About this exercise. Search the records for the string "closer", then copy each line that has it.

BEGIN Data for analysis

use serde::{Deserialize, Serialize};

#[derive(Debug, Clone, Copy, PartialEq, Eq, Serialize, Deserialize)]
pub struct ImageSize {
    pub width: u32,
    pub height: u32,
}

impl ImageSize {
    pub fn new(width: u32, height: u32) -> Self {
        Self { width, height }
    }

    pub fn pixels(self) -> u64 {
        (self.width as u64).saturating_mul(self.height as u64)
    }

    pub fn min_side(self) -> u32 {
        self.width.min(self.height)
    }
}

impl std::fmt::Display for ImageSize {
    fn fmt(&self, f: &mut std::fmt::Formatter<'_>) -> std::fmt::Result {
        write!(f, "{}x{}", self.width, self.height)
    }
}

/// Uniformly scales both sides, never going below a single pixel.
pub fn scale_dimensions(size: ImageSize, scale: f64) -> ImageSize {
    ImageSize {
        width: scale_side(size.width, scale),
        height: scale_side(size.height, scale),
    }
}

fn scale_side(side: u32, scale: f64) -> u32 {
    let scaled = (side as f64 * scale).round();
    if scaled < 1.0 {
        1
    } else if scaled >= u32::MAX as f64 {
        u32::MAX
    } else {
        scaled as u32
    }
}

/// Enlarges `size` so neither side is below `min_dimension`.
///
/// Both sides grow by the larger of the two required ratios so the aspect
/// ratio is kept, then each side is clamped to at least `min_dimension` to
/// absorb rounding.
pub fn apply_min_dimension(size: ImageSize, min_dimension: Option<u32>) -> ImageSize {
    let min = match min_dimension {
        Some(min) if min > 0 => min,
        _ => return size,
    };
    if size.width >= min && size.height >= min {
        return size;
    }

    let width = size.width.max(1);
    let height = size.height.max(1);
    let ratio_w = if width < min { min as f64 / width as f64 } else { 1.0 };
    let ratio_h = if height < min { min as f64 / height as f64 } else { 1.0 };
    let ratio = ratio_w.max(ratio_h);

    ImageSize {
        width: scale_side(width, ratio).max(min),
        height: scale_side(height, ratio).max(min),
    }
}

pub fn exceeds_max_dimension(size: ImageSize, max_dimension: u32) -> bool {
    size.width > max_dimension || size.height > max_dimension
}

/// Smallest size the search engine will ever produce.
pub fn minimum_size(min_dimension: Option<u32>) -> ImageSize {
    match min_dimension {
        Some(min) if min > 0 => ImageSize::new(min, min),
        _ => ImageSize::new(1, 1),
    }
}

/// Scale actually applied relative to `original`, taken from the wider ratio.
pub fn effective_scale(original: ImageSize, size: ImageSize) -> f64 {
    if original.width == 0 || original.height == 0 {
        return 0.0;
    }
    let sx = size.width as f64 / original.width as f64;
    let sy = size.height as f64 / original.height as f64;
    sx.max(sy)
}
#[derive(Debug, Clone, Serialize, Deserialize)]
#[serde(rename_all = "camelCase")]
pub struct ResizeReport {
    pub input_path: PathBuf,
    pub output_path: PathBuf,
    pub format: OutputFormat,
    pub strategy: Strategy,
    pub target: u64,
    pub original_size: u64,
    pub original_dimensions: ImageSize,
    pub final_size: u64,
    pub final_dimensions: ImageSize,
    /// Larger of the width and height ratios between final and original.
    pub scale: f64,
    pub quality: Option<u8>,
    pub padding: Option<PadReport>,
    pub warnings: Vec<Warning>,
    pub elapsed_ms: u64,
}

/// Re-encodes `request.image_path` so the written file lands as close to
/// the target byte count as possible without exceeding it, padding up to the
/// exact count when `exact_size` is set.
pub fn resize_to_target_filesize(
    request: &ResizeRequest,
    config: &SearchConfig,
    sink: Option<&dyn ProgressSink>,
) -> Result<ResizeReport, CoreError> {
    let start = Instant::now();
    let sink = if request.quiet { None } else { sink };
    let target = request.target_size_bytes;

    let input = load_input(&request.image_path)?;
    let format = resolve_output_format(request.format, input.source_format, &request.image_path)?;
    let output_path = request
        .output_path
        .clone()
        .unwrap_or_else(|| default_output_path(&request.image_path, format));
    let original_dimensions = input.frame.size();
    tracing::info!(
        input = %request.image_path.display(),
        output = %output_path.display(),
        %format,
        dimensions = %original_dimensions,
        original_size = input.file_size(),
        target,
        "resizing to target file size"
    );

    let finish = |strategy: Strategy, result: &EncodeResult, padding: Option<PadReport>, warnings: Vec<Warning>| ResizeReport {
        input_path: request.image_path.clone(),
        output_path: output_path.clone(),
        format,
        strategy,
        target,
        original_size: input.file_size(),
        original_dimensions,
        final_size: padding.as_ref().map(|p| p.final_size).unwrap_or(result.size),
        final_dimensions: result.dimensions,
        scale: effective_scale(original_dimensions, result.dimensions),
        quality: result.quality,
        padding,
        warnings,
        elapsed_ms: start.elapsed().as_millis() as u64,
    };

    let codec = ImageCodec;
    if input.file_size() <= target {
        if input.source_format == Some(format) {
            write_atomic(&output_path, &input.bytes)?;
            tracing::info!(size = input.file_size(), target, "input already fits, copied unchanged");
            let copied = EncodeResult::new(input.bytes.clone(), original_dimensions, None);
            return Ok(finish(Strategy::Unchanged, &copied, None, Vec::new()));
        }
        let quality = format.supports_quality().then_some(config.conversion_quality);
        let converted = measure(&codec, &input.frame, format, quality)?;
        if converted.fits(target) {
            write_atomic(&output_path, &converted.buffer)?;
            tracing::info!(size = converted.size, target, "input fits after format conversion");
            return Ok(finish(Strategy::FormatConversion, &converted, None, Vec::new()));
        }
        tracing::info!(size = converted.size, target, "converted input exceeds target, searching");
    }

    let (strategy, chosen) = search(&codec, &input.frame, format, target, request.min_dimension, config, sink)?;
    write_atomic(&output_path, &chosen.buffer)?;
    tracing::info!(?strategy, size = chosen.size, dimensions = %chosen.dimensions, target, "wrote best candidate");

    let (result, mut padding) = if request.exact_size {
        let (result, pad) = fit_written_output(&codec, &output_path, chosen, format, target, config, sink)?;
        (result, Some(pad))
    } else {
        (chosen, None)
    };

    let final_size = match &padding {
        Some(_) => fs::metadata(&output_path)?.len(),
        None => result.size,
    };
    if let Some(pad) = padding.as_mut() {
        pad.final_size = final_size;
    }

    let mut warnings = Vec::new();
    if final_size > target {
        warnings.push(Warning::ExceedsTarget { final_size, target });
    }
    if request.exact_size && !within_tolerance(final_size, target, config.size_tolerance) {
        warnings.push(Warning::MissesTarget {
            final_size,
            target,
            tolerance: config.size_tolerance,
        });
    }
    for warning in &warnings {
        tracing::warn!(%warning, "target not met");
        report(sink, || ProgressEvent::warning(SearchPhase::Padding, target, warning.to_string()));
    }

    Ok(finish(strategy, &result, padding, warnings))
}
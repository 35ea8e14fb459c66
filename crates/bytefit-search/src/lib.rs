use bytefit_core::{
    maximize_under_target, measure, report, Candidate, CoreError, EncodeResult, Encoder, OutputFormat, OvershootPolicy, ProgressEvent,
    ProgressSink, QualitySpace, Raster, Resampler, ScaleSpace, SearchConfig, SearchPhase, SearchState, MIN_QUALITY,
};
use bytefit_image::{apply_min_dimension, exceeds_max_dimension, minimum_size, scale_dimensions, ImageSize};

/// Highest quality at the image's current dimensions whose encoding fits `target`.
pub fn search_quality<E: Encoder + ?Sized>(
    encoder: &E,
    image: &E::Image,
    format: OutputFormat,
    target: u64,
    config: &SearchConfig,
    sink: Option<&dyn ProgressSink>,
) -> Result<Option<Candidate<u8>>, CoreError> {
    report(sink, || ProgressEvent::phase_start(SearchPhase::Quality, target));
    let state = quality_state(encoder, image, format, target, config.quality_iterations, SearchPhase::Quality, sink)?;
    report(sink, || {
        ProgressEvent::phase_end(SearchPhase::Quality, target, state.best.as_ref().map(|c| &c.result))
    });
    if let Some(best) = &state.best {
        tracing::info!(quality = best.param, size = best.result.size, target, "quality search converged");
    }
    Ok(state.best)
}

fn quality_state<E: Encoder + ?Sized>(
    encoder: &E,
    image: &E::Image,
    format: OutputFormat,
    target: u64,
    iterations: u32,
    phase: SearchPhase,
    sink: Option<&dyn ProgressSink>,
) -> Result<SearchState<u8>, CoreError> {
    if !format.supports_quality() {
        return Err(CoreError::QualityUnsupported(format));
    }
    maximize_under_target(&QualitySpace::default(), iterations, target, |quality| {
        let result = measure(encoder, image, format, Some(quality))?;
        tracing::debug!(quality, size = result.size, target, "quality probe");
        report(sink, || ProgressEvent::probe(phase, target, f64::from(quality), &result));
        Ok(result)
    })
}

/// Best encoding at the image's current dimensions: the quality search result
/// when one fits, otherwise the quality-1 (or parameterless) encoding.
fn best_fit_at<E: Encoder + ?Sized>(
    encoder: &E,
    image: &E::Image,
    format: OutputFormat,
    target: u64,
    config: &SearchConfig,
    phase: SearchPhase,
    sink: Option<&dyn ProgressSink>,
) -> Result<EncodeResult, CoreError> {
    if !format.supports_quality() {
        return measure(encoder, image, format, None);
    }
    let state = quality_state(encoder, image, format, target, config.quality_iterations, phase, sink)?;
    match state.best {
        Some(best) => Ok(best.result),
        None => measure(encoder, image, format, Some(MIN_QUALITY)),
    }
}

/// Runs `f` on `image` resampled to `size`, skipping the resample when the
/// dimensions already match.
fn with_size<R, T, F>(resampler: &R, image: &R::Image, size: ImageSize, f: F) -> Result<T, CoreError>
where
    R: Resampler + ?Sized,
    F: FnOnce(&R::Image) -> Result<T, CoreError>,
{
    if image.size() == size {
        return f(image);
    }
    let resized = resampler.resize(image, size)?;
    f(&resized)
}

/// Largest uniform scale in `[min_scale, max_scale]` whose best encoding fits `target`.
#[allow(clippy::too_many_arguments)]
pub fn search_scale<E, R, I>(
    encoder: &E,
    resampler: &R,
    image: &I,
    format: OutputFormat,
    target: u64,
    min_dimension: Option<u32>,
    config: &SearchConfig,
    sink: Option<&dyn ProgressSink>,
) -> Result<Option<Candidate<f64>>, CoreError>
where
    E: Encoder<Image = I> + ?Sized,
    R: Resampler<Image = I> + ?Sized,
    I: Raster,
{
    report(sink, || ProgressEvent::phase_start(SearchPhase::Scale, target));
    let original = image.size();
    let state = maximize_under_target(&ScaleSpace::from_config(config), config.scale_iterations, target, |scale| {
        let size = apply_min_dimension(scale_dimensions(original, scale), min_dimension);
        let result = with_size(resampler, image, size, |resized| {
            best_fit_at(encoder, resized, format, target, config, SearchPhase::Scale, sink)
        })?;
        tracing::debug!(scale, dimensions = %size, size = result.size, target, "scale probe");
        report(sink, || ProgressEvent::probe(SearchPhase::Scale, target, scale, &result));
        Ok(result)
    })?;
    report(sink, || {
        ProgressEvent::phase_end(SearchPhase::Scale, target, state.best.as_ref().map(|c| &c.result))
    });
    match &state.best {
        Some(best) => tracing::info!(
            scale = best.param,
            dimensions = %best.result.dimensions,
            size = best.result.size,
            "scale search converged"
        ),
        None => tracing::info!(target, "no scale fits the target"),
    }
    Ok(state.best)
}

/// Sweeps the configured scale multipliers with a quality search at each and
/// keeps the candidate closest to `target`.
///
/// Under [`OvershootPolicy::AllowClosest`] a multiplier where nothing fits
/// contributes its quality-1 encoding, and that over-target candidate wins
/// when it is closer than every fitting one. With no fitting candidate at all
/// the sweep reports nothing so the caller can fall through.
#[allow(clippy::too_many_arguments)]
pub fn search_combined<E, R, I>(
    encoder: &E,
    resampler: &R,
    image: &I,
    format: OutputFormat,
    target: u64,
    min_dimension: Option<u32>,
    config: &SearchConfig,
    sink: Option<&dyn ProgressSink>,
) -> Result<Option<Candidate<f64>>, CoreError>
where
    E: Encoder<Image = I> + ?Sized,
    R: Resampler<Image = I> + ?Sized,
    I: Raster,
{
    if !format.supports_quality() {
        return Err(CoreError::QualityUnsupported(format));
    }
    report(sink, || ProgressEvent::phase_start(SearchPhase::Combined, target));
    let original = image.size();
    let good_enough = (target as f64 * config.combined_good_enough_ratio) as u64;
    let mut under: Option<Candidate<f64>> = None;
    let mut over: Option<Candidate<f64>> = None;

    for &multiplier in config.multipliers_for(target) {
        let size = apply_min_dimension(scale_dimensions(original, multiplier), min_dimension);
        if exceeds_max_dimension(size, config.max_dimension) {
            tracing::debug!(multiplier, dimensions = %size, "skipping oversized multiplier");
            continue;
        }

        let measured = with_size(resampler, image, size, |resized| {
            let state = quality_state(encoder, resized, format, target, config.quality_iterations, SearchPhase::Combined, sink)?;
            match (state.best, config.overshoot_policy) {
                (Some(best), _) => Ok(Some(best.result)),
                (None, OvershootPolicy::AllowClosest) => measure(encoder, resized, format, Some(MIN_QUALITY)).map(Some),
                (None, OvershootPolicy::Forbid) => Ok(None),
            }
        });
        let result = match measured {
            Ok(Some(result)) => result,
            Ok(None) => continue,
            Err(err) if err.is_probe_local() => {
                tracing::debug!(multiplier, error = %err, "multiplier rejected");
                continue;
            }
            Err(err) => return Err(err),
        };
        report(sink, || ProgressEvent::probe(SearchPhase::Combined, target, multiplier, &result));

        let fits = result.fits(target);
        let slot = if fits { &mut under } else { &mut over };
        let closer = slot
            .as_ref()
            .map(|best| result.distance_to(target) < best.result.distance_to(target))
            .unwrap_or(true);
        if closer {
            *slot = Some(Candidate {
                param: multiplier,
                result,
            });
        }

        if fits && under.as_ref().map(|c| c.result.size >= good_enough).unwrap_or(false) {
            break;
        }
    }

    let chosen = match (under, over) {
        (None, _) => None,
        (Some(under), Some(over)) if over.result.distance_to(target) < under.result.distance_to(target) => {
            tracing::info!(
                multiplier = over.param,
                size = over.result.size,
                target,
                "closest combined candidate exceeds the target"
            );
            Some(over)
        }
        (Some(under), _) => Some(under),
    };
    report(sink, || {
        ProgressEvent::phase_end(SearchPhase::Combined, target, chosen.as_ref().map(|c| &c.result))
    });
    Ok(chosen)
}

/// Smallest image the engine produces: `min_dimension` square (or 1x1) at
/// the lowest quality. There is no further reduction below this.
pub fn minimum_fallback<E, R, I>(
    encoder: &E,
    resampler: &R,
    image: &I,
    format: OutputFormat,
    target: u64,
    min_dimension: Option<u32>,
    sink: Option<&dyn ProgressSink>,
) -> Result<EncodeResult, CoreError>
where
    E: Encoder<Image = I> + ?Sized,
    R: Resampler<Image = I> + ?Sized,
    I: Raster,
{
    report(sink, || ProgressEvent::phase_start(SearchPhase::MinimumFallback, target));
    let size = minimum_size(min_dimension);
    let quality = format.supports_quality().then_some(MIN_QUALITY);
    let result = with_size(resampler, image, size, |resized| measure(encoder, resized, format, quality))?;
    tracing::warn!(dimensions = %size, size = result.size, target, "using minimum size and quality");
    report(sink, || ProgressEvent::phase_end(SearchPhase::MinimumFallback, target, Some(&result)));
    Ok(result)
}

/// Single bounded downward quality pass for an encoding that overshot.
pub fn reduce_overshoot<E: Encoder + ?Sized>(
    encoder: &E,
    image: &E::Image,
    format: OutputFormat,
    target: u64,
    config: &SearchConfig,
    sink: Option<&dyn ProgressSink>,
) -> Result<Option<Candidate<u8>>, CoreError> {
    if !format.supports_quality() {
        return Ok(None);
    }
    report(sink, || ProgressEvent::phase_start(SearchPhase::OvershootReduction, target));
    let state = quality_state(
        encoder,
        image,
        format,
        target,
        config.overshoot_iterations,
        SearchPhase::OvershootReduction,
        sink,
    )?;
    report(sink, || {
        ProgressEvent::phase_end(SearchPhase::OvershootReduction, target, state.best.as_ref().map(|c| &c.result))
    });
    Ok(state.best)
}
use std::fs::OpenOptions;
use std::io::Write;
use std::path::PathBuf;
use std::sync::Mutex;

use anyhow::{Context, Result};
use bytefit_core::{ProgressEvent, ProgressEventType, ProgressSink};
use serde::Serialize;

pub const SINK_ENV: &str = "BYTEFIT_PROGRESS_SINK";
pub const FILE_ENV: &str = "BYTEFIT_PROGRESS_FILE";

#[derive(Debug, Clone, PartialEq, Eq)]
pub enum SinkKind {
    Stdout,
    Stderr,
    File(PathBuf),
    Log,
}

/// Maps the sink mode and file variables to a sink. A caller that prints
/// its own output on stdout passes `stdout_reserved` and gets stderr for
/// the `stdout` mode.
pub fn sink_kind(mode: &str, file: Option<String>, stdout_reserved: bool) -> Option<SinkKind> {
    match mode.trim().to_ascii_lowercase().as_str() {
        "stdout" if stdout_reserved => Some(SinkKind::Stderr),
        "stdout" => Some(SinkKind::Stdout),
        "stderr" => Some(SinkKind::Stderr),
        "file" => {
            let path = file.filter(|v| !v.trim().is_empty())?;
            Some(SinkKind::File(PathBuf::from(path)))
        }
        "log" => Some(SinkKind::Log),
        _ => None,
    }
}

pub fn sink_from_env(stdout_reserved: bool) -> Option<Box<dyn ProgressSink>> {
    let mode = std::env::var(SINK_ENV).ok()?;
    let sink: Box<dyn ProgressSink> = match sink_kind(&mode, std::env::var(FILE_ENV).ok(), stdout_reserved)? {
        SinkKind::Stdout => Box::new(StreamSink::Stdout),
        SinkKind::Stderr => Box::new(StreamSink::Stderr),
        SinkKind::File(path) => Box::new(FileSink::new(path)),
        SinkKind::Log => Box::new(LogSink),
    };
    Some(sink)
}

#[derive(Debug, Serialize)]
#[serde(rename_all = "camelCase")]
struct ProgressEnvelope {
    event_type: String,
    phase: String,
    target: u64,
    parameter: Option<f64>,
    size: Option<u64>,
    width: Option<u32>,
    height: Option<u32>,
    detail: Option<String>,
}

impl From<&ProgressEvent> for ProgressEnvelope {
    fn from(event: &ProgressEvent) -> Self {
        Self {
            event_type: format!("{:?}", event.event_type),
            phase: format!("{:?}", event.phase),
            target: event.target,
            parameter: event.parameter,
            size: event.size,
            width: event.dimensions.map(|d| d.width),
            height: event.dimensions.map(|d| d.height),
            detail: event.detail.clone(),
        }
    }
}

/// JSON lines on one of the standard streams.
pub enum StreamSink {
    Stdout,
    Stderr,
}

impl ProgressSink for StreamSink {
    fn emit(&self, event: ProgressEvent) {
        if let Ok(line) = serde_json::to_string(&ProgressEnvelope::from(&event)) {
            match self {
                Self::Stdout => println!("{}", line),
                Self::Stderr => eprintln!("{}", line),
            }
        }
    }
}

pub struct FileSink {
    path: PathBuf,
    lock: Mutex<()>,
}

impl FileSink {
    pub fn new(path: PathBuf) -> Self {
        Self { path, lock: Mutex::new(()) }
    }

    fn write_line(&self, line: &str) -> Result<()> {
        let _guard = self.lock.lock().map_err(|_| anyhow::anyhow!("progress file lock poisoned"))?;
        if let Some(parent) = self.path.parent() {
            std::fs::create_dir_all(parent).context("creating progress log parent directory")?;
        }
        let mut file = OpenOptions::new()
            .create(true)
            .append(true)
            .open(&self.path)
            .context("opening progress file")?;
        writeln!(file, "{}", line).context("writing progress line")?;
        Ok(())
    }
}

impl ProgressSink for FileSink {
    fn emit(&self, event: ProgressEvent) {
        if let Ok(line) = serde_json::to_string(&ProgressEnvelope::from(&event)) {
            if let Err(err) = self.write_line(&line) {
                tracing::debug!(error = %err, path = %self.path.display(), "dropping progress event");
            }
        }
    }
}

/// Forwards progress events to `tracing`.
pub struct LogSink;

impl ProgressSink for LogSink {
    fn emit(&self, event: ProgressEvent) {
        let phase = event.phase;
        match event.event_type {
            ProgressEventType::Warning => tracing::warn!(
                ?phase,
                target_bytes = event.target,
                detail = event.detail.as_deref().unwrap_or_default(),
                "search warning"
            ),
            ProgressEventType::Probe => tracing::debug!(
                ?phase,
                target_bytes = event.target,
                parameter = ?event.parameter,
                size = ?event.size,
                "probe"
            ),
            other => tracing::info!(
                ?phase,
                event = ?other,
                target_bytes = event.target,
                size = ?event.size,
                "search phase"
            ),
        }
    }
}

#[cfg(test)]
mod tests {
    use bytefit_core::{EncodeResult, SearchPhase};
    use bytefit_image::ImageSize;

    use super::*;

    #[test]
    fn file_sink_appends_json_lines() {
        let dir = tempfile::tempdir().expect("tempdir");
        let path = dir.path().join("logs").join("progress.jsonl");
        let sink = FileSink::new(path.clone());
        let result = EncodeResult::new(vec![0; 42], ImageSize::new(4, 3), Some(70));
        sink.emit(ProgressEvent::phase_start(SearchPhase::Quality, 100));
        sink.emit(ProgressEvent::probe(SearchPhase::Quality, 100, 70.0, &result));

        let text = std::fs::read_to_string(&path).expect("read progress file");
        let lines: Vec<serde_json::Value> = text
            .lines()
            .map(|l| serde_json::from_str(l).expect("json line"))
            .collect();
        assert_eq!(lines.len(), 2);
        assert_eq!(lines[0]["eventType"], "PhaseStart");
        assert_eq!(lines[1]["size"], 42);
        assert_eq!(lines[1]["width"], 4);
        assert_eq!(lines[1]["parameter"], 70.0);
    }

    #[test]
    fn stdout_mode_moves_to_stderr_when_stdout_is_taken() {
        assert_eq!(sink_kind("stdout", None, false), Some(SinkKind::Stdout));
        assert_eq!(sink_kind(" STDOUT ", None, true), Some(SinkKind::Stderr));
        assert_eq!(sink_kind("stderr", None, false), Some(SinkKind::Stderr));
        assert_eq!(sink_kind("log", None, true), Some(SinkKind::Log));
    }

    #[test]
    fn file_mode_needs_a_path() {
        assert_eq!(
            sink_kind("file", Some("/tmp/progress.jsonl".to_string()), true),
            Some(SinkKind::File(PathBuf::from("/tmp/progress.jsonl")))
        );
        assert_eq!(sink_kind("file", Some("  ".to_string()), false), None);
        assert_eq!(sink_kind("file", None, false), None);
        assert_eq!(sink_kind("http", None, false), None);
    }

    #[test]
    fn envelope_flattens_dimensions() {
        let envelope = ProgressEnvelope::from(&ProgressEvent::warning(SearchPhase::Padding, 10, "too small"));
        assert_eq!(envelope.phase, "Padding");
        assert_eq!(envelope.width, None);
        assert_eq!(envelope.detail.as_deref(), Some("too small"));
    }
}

END Data for analysis

Answer to the problem.
/// when it is closer than every fitting one. With no fitting candidate at all
        let closer = slot
        if closer {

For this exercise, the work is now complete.